(Exercise data)

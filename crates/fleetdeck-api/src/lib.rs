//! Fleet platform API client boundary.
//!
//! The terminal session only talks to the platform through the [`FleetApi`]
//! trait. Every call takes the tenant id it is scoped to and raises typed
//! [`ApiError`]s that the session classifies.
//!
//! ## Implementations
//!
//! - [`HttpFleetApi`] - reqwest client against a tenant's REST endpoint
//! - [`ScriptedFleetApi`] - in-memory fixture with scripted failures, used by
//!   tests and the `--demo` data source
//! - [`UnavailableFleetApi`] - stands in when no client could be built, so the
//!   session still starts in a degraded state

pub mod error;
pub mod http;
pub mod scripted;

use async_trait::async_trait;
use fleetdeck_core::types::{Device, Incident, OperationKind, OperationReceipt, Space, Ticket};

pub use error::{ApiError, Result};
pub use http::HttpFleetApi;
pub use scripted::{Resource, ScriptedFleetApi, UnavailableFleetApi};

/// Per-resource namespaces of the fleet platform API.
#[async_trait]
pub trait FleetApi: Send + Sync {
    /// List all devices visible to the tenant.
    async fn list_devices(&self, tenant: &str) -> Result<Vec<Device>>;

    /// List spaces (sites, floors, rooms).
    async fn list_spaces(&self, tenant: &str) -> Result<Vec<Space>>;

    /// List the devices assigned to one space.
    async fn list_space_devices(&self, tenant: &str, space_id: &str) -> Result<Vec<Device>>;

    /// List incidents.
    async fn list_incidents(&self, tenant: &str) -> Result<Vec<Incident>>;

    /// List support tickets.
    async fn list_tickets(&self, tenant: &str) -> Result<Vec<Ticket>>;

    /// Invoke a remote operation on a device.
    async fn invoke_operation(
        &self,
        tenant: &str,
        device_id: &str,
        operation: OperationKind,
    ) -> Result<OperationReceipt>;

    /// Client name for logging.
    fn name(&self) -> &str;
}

(End Exercise data)
(Exercise data)

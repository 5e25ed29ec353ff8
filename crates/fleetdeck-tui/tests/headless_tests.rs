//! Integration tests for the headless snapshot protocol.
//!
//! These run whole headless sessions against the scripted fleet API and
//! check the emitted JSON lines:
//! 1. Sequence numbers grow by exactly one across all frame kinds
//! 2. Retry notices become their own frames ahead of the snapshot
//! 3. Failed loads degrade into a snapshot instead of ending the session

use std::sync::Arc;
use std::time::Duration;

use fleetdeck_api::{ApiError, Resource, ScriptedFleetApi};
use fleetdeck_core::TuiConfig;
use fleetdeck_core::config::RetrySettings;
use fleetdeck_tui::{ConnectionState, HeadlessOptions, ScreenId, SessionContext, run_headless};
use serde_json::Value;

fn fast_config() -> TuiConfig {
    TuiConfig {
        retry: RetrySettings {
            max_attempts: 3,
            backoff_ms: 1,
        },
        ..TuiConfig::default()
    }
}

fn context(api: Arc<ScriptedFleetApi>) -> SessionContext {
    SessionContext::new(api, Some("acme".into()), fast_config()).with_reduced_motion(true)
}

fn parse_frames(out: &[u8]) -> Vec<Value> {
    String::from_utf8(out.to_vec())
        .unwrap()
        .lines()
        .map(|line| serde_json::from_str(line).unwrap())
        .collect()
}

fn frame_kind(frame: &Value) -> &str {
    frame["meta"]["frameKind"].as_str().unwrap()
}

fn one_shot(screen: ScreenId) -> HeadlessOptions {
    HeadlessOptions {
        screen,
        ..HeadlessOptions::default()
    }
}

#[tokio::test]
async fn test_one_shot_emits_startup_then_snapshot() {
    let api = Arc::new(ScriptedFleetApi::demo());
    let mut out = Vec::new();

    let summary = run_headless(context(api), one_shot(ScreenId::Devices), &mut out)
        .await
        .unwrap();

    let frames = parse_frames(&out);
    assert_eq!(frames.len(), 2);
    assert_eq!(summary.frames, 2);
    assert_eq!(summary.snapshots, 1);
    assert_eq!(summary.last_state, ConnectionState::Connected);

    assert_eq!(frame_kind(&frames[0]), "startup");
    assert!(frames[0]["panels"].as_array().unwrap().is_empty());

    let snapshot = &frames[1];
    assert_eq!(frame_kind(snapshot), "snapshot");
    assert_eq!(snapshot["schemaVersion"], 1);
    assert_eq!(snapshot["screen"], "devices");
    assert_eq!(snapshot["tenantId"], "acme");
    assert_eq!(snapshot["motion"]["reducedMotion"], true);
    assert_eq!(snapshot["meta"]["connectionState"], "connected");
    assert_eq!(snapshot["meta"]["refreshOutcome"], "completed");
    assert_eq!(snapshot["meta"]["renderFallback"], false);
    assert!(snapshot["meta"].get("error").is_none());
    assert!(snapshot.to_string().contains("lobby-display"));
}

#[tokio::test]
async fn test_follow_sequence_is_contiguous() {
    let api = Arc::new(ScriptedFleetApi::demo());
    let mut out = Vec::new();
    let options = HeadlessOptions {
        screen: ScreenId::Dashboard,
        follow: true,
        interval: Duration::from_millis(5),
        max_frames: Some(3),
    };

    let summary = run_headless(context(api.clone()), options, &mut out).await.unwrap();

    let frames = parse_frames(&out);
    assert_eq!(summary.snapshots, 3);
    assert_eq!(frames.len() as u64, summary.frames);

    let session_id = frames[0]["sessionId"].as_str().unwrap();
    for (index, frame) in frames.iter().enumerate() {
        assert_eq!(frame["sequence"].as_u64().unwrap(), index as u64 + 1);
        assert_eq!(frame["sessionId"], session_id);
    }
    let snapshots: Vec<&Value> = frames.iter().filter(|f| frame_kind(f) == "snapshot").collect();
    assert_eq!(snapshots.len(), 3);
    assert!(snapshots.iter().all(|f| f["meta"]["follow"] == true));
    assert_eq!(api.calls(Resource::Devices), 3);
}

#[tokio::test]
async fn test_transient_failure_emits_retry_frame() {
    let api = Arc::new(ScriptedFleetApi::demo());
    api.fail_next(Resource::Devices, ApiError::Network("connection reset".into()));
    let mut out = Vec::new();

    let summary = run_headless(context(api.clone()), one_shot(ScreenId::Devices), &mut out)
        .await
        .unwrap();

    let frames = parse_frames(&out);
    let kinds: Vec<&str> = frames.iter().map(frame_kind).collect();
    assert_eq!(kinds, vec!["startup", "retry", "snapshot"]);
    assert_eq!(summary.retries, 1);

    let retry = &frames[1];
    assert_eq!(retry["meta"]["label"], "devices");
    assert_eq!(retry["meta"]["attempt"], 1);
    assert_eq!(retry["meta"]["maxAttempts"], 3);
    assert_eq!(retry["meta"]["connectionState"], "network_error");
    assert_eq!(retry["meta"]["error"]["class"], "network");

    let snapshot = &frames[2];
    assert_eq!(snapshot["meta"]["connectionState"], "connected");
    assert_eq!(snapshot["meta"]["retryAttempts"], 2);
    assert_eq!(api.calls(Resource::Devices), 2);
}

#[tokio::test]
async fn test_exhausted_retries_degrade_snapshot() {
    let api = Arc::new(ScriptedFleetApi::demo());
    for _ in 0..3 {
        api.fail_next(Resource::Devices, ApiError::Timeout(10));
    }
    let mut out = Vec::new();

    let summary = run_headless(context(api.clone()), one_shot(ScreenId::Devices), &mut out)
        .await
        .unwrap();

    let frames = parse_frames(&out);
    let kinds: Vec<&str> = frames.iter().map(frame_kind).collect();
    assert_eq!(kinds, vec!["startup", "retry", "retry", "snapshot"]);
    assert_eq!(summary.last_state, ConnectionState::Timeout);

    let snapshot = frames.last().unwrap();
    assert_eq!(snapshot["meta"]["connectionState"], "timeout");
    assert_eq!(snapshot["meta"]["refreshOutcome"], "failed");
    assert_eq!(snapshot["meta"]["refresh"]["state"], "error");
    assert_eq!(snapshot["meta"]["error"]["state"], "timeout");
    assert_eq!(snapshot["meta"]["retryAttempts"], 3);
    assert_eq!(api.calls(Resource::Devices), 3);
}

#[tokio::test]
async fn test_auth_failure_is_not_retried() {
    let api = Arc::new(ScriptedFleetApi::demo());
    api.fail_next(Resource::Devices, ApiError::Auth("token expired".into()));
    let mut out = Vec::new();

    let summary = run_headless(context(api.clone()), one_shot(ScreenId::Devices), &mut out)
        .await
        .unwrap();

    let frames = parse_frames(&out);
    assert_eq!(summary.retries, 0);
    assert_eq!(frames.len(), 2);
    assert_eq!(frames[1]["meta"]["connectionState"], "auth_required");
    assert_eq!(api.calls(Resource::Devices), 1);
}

(End Exercise data)

**Goal of the exercise:**
Find the word "kinds" in the records, and report each line that has it.

**Answer for this exercise:**
//! 1. Sequence numbers grow by exactly one across all frame kinds
    let kinds: Vec<&str> = frames.iter().map(frame_kind).collect();
    assert_eq!(kinds, vec!["startup", "retry", "snapshot"]);
    let kinds: Vec<&str> = frames.iter().map(frame_kind).collect();
    assert_eq!(kinds, vec!["startup", "retry", "retry", "snapshot"]);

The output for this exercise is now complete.